Ma tornando agli articoli sugli antiossidanti, riporto quello apparso su IlSole24Ore Salute del 09/01/2013 a cura di Silvia Soligon dal titolo:
Antiossidanti contro il cancro, per
Watson potrebbero essere dannosi.Alcuni dicono che è una provocazione del grande scienziato come quando sosteneva che la gente nera è meno intelligente della gente bianca o come quando affermava che una donna doveva avere il diritto di abortire se un test avesse potuto determinare la natura omosessuale del nascituro (clicca qui).
"Non
tutti gli ossidanti vengono per nuocere. Potrebbe essere sintetizzato in questo
modo il pensiero espresso da James Watson (nella foto), Premio Nobel per la
Medicina nel 1962 per aver contribuito alla scoperta della struttura a doppia elica
del Dna, sulle pagine di Open Biology. La rivista della Royal Society ha pubblicato una sua dettagliata
analisi del ruolo giocato nel determinare il destino delle cellule tumorali
dalle molecole che danneggiano le strutture cellulari ossidandole – le specie
reattive dell'ossigeno – e degli antiossidanti che ne contrastano l'azione.
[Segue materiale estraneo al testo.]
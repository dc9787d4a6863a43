use find_peaks::PeakFinder;

use super::grid::CommonGrid;

/// Middle index of the flat top containing `index`, provided the top has a
/// strictly lower neighbour on both sides.
fn interior_peak(y_data: &[f64], index: usize) -> Option<usize> {
    let value = *y_data.get(index)?;
    let mut left = index;
    while left > 0 && y_data[left - 1] == value {
        left -= 1;
    }
    let mut right = index;
    while right + 1 < y_data.len() && y_data[right + 1] == value {
        right += 1;
    }

    let lower_left = left > 0 && y_data[left - 1] < value;
    let lower_right = right + 1 < y_data.len() && y_data[right + 1] < value;
    (lower_left && lower_right).then_some(left + (right - left) / 2)
}

#[derive(Debug, Clone, Copy, PartialEq, serde::Serialize, serde::Deserialize)]
pub struct DetectedPeak {
    pub index: usize,
    pub energy_kev: f64,
    pub counts: f64,
}

/// Optional filters on top of plain local-maximum detection. Every filter is
/// off by default, so any local maximum counts as a peak.
#[derive(Debug, Clone, Default, PartialEq, serde::Serialize, serde::Deserialize)]
#[serde(default)]
pub struct PeakFindingSettings {
    pub min_height: Option<f64>,
    pub min_prominence: Option<f64>,
    pub min_distance: Option<usize>,
}

impl PeakFindingSettings {
    /// Grid indices of the local maxima of `y_data`, ascending. A flat top is
    /// reported once at its middle index; the two end points never qualify.
    pub fn find_peak_indices(&self, y_data: &[f64]) -> Vec<usize> {
        if y_data.len() < 3 {
            return Vec::new();
        }

        let mut peak_finder = PeakFinder::new(y_data);

        if let Some(min_height) = self.min_height {
            peak_finder.with_min_height(min_height);
        }

        if let Some(min_prominence) = self.min_prominence {
            peak_finder.with_min_prominence(min_prominence);
        }

        if let Some(min_distance) = self.min_distance {
            peak_finder.with_min_distance(min_distance);
        }

        let mut indices: Vec<usize> = peak_finder
            .find_peaks()
            .iter()
            .filter_map(|peak| interior_peak(y_data, peak.middle_position()))
            .collect();
        indices.sort_unstable();
        indices.dedup();
        indices
    }

    pub fn find_peaks(&self, y_data: &[f64], grid: &CommonGrid) -> Vec<DetectedPeak> {
        let energies = grid.energies();
        self.find_peak_indices(y_data)
            .into_iter()
            .filter(|&index| index < energies.len())
            .map(|index| DetectedPeak {
                index,
                energy_kev: energies[index],
                counts: y_data[index],
            })
            .collect()
    }
}

#[cfg(test)]
mod tests {
    use super::*;

    #[test]
    fn test_local_maxima() {
        let y = [0.0, 1.0, 0.0, 0.5, 3.0, 0.5, 0.0, 2.0, 0.0];
        let indices = PeakFindingSettings::default().find_peak_indices(&y);
        assert_eq!(indices, vec![1, 4, 7]);
    }

    #[test]
    fn test_edges_are_not_peaks() {
        let y = [5.0, 1.0, 0.0, 1.0, 0.0, 1.0, 5.0];
        let indices = PeakFindingSettings::default().find_peak_indices(&y);
        assert_eq!(indices, vec![3]);
    }

    #[test]
    fn test_edge_plateaus_are_not_peaks() {
        let falling = [3.0, 3.0, 3.0, 3.0, 2.0, 1.0, 0.0, 0.0, 0.0];
        let rising: Vec<f64> = falling.iter().rev().copied().collect();
        let settings = PeakFindingSettings::default();
        assert!(settings.find_peak_indices(&falling).is_empty());
        assert!(settings.find_peak_indices(&rising).is_empty());
    }

    #[test]
    fn test_interior_plateau_reported_at_middle() {
        let y = [0.0, 1.0, 2.0, 2.0, 2.0, 1.0, 0.0];
        assert_eq!(PeakFindingSettings::default().find_peak_indices(&y), vec![3]);
        assert_eq!(interior_peak(&y, 2), Some(3));
        assert_eq!(interior_peak(&y, 0), None);
    }

    #[test]
    fn test_min_prominence_and_distance() {
        let y = [
            0.0, 0.0, 1.0, 0.0, 3.0, 0.0, 0.0, 0.0, 0.0, 0.0, 0.0, 0.0, 2.0, 0.0, 0.0,
        ];
        assert_eq!(
            PeakFindingSettings::default().find_peak_indices(&y),
            vec![2, 4, 12]
        );

        let prominent = PeakFindingSettings {
            min_prominence: Some(1.5),
            ..Default::default()
        };
        assert_eq!(prominent.find_peak_indices(&y), vec![4, 12]);

        let spaced = PeakFindingSettings {
            min_distance: Some(3),
            ..Default::default()
        };
        assert_eq!(spaced.find_peak_indices(&y), vec![4, 12]);
    }

    #[test]
    fn test_min_height_filters_small_peaks() {
        let y = [0.0, 1.0, 0.0, 0.5, 3.0, 0.5, 0.0, 2.0, 0.0];
        let settings = PeakFindingSettings {
            min_height: Some(1.5),
            ..Default::default()
        };
        let indices = settings.find_peak_indices(&y);
        assert_eq!(indices, vec![4, 7]);
    }

    #[test]
    fn test_flat_series_has_no_peaks() {
        let y = [0.0; 20];
        assert!(PeakFindingSettings::default().find_peak_indices(&y).is_empty());
    }

    #[test]
    fn test_peaks_carry_grid_energy() {
        let grid = CommonGrid::linspace(0.0, 8.0, 9).unwrap();
        let y = [0.0, 1.0, 0.0, 0.5, 3.0, 0.5, 0.0, 2.0, 0.0];
        let peaks = PeakFindingSettings::default().find_peaks(&y, &grid);
        assert_eq!(peaks.len(), 3);
        assert_eq!(peaks[1].index, 4);
        assert_eq!(peaks[1].energy_kev, 4.0);
        assert_eq!(peaks[1].counts, 3.0);
    }
}
use super::error::EdxError;
use super::spectrum_reader::RawSpectrum;
use std::path::PathBuf;

const EV_PER_KEV: f64 = 1000.0;

#[derive(Debug, Clone, Copy, PartialEq, serde::Serialize, serde::Deserialize)]
pub struct NormalizedPoint {
    pub energy_kev: f64,
    pub counts_per_total: f64,
}

#[derive(Debug, Clone, PartialEq, serde::Serialize, serde::Deserialize)]
pub struct NormalizedSpectrum {
    pub source: PathBuf,
    pub points: Vec<NormalizedPoint>,
}

impl NormalizedSpectrum {
    /// Smallest and largest finite energy in keV. `None` when there is none.
    pub fn energy_range(&self) -> Option<(f64, f64)> {
        self.points
            .iter()
            .map(|point| point.energy_kev)
            .filter(|energy| energy.is_finite())
            .fold(None, |range, energy| match range {
                None => Some((energy, energy)),
                Some((min, max)) => Some((f64::min(min, energy), f64::max(max, energy))),
            })
    }
}

pub fn ev_to_kev(energy_ev: f64) -> f64 {
    energy_ev / EV_PER_KEV
}

/// Converts energies to keV and counts to counts per total count.
pub fn normalize(raw: &RawSpectrum) -> Result<NormalizedSpectrum, EdxError> {
    let total_counts = match raw.metadata.total_counts {
        Some(total) if total.is_finite() && total > 0.0 => total,
        other => {
            return Err(EdxError::InvalidMetadata {
                path: raw.source.clone(),
                total_counts: other,
            });
        }
    };

    let points = raw
        .points
        .iter()
        .map(|point| NormalizedPoint {
            energy_kev: ev_to_kev(point.energy_ev),
            counts_per_total: point.counts / total_counts,
        })
        .collect();

    Ok(NormalizedSpectrum {
        source: raw.source.clone(),
        points,
    })
}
L'ipotesi elaborata da Watson è che l'efficacia di alcuni chemioterapici e
della radioterapia, la cui azione è basata proprio sulle specie reattive
dell'ossigeno, potrebbe essere limitata da livelli eccessivi di antiossidanti
nelle cellule tumorali. Questo fenomeno potrebbe spiegare, sottolinea il
biologo, “perché i tumori che diventano
resistenti al controllo chemioterapico diventano ugualmente resistenti alla
radioterapia” e svelerebbe il ruolo giocato da ossidanti e antiossidanti
nelle forme di cancro attualmente incurabili, in particolare quelle
metastatiche e in un avanzato stadio di sviluppo.
Le
due facce della medaglia. Secondo Watson le specie reattive dell'ossigeno sono “una forza positiva per la vita” perché
coinvolte nell'apoptosi, la morte programma delle cellule potenzialmente
pericolose per l'organismo. D'altra parte la nota capacità di queste molecole
di danneggiare irreversibilmente proteine, Dna e Rna ha reso sempre più
frequente l'assunzione di integratori a base di antiossidanti come strategia
per prevenire l'insorgenza dei tumori se non, addirittura, per aiutare a
sconfiggerli. Tuttavia, come sottolinea Watson, gli studi condotti fino ad oggi
non sono riusciti a dimostrare chiaramente l'efficacia di questo approccio,
anzi, “in futuro i dati potrebbero
svelare che l'uso degli antiossidanti, soprattutto quello della vitamina E, ha
portato a un piccolo numero di tumori che non esisterebbero se non fosse per l'uso
di supplenti antiossidanti”. Per quanto riguarda, invece, l'alimentazione,
i cibi ricchi di antiossidanti, ad esempio i mirtilli, dovrebbero essere
mangiati “perché sono buoni, non perché
il loro consumo riduce il cancro”.
Necessità
di innovazione. In questo sottogruppo di tumori, l'eccesso di antiossidanti
renderebbe le cellule neoplastiche resistenti alle terapie attualmente
disponibili. Per questo motivo Watson sottolinea l'importanza di sviluppare il
più presto possibile nuovi farmaci, in particolare contro le metastasi. “Finché non troviamo un modo per ridurre i
livelli di antiossidanti – spiega il Premio Nobel – fra 10 anni i tumori in fase avanzata saranno incurabili così come lo
sono oggi”.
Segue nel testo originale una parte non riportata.